++++ Given records
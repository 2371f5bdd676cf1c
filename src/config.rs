//! Endpoint configuration loaded from environment variables.
//!
//! Follows 12-factor style: all settings come from environment variables
//! (or a `.env` file via `dotenvy`). Log filtering is controlled separately
//! through `RUST_LOG`.

use std::net::SocketAddr;
use std::time::Duration;

use crate::error::ServerError;

/// Address the endpoint binds to when `LISTEN_ADDR` is not set.
pub const DEFAULT_LISTEN_ADDR: &str = "127.0.0.1:8000";

/// Top-level endpoint configuration.
///
/// Loaded once at startup via [`ServerConfig::from_env`].
#[derive(Debug, Clone)]
pub struct ServerConfig {
    /// Socket address to bind the listener to (e.g. `127.0.0.1:8000`).
    pub listen_addr: SocketAddr,

    /// Interval between keepalive pings on an idle connection.
    /// `None` disables keepalive pings.
    pub ping_interval: Option<Duration>,

    /// How long to wait for the peer's close reply after the server
    /// sends a close frame.
    pub close_timeout: Duration,

    /// Emit logs as JSON lines instead of human-readable text.
    pub log_json: bool,
}

impl ServerConfig {
    /// Loads configuration from environment variables.
    ///
    /// Falls back to the [`Default`] values when a variable is not set.
    /// Calls `dotenvy::dotenv().ok()` to optionally load a `.env` file.
    ///
    /// # Errors
    ///
    /// Returns [`ServerError::Config`] if `LISTEN_ADDR` is set but cannot
    /// be parsed as a [`SocketAddr`].
    pub fn from_env() -> Result<Self, ServerError> {
        dotenvy::dotenv().ok();
        Self::from_lookup(|key| std::env::var(key).ok())
    }

    /// Builds the configuration from `lookup`, which maps a variable name
    /// to its value.
    ///
    /// Numeric values that are missing or malformed fall back to their
    /// defaults.
    ///
    /// # Errors
    ///
    /// Returns [`ServerError::Config`] if `LISTEN_ADDR` is present but cannot
    /// be parsed as a [`SocketAddr`].
    pub fn from_lookup<F>(lookup: F) -> Result<Self, ServerError>
    where
        F: Fn(&str) -> Option<String>,
    {
        let raw_addr = lookup("LISTEN_ADDR").unwrap_or_else(|| DEFAULT_LISTEN_ADDR.to_string());
        let listen_addr: SocketAddr = raw_addr
            .parse()
            .map_err(|e| ServerError::Config(format!("LISTEN_ADDR `{raw_addr}`: {e}")))?;

        let ping_interval_secs: u64 = parse_value(lookup("PING_INTERVAL_SECS"), 7);
        let ping_interval =
            (ping_interval_secs > 0).then(|| Duration::from_secs(ping_interval_secs));

        let close_timeout = Duration::from_secs(parse_value(lookup("CLOSE_TIMEOUT_SECS"), 5));

        let log_json = lookup("LOG_FORMAT").is_some_and(|v| v.eq_ignore_ascii_case("json"));

        Ok(Self {
            listen_addr,
            ping_interval,
            close_timeout,
            log_json,
        })
    }
}

impl Default for ServerConfig {
    fn default() -> Self {
        Self {
            listen_addr: SocketAddr::from(([127, 0, 0, 1], 8000)),
            ping_interval: Some(Duration::from_secs(7)),
            close_timeout: Duration::from_secs(5),
            log_json: false,
        }
    }
}

/// Parses a raw variable value as `T`, returning `default` on missing
/// or invalid values.
fn parse_value<T: std::str::FromStr>(raw: Option<String>, default: T) -> T {
    raw.and_then(|v| v.trim().parse().ok()).unwrap_or(default)
}

#[cfg(test)]
#[allow(clippy::panic)]
mod tests {
    use std::collections::HashMap;

    use super::*;

    fn lookup_in(vars: &[(&str, &str)]) -> impl Fn(&str) -> Option<String> {
        let vars: HashMap<String, String> = vars
            .iter()
            .map(|(k, v)| ((*k).to_string(), (*v).to_string()))
            .collect();
        move |key| vars.get(key).cloned()
    }

    #[test]
    fn default_matches_documented_values() {
        let config = ServerConfig::default();
        assert_eq!(config.listen_addr.to_string(), DEFAULT_LISTEN_ADDR);
        assert_eq!(config.ping_interval, Some(Duration::from_secs(7)));
        assert_eq!(config.close_timeout, Duration::from_secs(5));
        assert!(!config.log_json);
    }

    #[test]
    fn parse_value_falls_back_on_missing_value() {
        let value: u64 = parse_value(None, 42);
        assert_eq!(value, 42);
    }

    #[test]
    fn empty_lookup_yields_defaults() {
        let Ok(config) = ServerConfig::from_lookup(|_| None) else {
            panic!("defaults should load");
        };
        assert_eq!(config.listen_addr.to_string(), DEFAULT_LISTEN_ADDR);
        assert_eq!(config.ping_interval, Some(Duration::from_secs(7)));
        assert_eq!(config.close_timeout, Duration::from_secs(5));
        assert!(!config.log_json);
    }

    #[test]
    fn reads_every_variable() {
        let lookup = lookup_in(&[
            ("LISTEN_ADDR", "0.0.0.0:9001"),
            ("PING_INTERVAL_SECS", "0"),
            ("CLOSE_TIMEOUT_SECS", "2"),
            ("LOG_FORMAT", "JSON"),
        ]);
        let Ok(config) = ServerConfig::from_lookup(lookup) else {
            panic!("valid values should load");
        };
        assert_eq!(config.listen_addr, SocketAddr::from(([0, 0, 0, 0], 9001)));
        assert_eq!(config.ping_interval, None);
        assert_eq!(config.close_timeout, Duration::from_secs(2));
        assert!(config.log_json);
    }

    #[test]
    fn unparseable_listen_addr_is_a_config_error() {
        let outcome = ServerConfig::from_lookup(lookup_in(&[("LISTEN_ADDR", "not-an-addr")]));
        let Err(ServerError::Config(message)) = outcome else {
            panic!("expected a config error");
        };
        assert!(message.contains("not-an-addr"));
    }

    #[test]
    fn malformed_numbers_fall_back_to_defaults() {
        let lookup = lookup_in(&[
            ("PING_INTERVAL_SECS", "soon"),
            ("CLOSE_TIMEOUT_SECS", "-3"),
        ]);
        let Ok(config) = ServerConfig::from_lookup(lookup) else {
            panic!("malformed numbers should not fail loading");
        };
        assert_eq!(config.ping_interval, Some(Duration::from_secs(7)));
        assert_eq!(config.close_timeout, Duration::from_secs(5));
    }
}
//! ws-test-endpoint server entry point.
//!
//! Binds the mock WebSocket endpoint and serves until a client asks it to
//! stop through `/control` or `/terminateserver`.

use tracing_subscriber::EnvFilter;

use ws_test_endpoint::config::ServerConfig;
use ws_test_endpoint::server::Server;

#[tokio::main]
async fn main() -> Result<(), Box<dyn std::error::Error>> {
    // Load configuration
    let config = ServerConfig::from_env()?;

    // Initialize tracing
    let filter = EnvFilter::try_from_default_env().unwrap_or_else(|_| EnvFilter::new("info"));
    if config.log_json {
        tracing_subscriber::fmt().json().with_env_filter(filter).init();
    } else {
        tracing_subscriber::fmt().with_env_filter(filter).init();
    }

    tracing::info!(
        addr = %config.listen_addr,
        ping_interval = ?config.ping_interval,
        "starting ws-test-endpoint"
    );

    // Start server
    let server = Server::bind(config).await?;
    server.run().await?;

    Ok(())
}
++++++++
▶ _What this task involves_:
Copy every line of the listing where the word "dotenvy" appears.

▶ _Response area_:
//! (or a `.env` file via `dotenvy`). Log filtering is controlled separately
    /// Calls `dotenvy::dotenv().ok()` to optionally load a `.env` file.
        dotenvy::dotenv().ok();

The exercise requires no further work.